» **Problem to work on**
Copy out each line of the listing below that contains the word "only".

» **Supplied data**
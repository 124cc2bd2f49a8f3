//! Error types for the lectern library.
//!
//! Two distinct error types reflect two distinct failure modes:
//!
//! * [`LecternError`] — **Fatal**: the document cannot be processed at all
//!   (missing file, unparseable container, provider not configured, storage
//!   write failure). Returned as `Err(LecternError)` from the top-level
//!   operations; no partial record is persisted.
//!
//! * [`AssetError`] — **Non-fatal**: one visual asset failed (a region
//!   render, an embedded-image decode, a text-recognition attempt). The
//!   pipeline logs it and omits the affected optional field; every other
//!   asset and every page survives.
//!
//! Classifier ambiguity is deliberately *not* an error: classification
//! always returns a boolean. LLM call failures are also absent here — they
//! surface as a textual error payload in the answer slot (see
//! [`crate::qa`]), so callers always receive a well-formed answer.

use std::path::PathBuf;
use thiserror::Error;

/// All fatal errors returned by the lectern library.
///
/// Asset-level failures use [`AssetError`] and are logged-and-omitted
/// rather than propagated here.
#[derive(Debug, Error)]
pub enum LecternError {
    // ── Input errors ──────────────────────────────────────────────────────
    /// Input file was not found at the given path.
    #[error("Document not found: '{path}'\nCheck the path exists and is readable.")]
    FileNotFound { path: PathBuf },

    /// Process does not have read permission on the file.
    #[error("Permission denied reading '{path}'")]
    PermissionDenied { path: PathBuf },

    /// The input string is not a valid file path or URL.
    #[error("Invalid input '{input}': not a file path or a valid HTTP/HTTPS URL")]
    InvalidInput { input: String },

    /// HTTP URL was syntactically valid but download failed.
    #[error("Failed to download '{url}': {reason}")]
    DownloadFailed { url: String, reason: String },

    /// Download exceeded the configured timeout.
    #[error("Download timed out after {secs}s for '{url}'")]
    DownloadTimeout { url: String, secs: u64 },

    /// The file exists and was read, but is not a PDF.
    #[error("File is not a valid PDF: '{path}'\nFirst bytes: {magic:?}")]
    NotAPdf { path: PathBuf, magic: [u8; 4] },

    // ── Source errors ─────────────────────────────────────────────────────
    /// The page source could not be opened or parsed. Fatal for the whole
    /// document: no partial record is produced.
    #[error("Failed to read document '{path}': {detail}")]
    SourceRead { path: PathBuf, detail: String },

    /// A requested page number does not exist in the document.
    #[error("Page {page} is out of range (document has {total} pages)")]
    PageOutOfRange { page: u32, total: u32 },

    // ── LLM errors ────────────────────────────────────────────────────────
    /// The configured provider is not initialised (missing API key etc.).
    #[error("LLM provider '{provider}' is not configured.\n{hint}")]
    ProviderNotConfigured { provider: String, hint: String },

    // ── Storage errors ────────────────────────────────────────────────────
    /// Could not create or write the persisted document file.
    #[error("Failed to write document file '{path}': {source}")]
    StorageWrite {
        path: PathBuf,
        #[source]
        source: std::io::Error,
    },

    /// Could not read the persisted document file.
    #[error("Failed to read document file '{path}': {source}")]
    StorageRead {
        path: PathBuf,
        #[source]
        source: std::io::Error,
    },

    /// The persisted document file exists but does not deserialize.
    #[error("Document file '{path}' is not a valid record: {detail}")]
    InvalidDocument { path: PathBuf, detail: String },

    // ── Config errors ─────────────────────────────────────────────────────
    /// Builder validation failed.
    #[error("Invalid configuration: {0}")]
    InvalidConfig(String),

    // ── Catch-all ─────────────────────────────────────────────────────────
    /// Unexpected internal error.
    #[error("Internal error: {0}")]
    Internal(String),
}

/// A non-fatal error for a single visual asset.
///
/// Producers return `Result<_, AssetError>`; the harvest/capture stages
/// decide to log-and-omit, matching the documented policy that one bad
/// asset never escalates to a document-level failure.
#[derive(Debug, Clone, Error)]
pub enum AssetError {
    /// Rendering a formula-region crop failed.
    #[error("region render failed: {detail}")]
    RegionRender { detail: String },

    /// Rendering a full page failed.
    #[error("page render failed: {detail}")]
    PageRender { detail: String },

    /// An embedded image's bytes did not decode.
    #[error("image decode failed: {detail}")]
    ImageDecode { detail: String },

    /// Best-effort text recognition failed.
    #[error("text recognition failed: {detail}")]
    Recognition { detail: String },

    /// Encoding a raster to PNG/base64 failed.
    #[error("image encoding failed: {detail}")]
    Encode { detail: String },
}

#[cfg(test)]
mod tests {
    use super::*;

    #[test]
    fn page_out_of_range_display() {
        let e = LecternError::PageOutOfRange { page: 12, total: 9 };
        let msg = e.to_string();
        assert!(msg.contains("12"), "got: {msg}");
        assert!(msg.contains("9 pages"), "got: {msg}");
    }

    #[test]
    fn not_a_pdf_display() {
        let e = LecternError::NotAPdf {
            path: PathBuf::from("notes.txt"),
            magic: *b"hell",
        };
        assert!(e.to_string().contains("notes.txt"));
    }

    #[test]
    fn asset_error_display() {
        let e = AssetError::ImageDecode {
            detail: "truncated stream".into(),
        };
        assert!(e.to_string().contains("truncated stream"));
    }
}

...

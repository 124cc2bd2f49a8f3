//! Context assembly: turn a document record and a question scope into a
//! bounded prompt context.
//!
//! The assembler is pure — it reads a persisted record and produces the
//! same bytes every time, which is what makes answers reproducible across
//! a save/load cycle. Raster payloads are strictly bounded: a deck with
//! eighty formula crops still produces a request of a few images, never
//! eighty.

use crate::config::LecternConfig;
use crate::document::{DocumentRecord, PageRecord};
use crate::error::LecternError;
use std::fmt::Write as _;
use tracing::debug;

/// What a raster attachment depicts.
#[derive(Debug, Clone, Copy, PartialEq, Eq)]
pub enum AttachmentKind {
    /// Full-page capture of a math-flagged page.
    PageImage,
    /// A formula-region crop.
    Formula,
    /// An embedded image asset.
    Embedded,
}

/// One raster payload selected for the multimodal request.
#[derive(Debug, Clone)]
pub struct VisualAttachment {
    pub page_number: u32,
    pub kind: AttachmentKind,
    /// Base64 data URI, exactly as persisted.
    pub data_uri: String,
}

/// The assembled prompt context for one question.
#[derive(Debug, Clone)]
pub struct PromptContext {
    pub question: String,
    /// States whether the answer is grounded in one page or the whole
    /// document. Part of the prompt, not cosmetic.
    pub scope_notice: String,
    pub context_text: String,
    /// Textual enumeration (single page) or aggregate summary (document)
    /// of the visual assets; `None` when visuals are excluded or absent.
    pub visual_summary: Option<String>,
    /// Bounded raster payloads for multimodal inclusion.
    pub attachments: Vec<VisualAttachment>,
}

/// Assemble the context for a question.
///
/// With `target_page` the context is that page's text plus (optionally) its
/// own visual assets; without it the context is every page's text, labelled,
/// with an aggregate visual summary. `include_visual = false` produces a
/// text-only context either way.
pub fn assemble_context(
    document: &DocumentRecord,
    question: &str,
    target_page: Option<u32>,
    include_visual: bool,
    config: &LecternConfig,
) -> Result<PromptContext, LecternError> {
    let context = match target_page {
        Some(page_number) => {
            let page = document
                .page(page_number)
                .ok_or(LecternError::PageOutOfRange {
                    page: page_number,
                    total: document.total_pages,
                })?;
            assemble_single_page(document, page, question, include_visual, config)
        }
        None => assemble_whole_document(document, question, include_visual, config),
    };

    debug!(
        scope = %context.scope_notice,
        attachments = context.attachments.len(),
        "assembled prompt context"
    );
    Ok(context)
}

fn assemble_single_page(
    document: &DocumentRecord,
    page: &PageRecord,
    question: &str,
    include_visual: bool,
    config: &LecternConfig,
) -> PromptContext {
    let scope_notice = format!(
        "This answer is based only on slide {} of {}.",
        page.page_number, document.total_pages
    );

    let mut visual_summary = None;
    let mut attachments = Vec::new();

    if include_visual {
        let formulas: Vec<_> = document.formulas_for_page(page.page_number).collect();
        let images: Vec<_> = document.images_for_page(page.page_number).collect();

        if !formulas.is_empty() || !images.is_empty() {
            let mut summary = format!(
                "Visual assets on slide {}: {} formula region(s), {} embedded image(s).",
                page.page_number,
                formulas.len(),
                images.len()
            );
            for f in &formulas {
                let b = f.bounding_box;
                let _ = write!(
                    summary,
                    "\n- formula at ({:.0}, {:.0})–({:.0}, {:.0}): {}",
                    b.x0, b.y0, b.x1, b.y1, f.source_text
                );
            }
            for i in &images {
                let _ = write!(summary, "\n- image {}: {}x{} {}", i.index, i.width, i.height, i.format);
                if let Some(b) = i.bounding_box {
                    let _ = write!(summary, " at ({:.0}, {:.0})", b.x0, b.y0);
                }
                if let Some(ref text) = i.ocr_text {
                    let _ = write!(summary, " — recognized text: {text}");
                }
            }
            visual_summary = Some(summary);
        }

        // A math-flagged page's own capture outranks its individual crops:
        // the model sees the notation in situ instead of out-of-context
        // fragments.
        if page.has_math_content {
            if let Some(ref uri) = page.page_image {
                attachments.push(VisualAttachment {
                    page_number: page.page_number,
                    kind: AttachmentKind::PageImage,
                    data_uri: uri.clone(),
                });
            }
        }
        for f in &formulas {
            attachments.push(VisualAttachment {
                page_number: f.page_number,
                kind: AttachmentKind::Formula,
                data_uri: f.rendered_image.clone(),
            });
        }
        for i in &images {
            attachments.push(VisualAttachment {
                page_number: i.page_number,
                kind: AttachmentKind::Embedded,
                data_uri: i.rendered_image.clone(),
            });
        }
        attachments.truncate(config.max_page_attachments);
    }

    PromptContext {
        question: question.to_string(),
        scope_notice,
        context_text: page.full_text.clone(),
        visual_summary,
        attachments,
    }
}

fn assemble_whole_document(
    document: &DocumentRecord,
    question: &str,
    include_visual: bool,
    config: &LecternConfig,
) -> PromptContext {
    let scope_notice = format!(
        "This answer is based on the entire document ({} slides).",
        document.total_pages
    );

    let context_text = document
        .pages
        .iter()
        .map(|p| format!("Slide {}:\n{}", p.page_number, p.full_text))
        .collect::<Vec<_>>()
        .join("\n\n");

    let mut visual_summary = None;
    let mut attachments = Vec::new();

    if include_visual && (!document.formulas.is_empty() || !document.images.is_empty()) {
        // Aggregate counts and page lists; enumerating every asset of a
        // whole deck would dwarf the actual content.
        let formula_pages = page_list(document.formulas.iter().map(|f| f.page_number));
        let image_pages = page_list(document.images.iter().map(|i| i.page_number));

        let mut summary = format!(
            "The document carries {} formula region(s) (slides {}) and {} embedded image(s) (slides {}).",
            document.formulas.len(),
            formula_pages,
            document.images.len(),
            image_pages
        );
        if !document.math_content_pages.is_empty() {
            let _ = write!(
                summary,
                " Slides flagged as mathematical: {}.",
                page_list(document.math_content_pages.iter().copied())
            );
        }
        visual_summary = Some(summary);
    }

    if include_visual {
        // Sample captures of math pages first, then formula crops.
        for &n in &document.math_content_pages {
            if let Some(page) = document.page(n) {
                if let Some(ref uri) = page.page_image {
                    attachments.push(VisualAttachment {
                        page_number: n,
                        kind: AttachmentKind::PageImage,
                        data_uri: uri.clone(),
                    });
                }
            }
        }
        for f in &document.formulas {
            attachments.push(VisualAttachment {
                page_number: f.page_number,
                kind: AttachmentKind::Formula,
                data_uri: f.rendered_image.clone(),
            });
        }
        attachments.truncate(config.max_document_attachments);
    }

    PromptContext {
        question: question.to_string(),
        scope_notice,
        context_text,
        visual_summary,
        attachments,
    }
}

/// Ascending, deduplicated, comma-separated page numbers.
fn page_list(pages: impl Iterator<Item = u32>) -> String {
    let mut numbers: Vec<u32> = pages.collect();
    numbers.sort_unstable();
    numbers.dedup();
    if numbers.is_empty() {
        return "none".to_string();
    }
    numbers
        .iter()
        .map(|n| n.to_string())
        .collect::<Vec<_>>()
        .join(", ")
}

» **Exercise solution**
/// text-only context either way.
        "This answer is based only on slide {} of {}.",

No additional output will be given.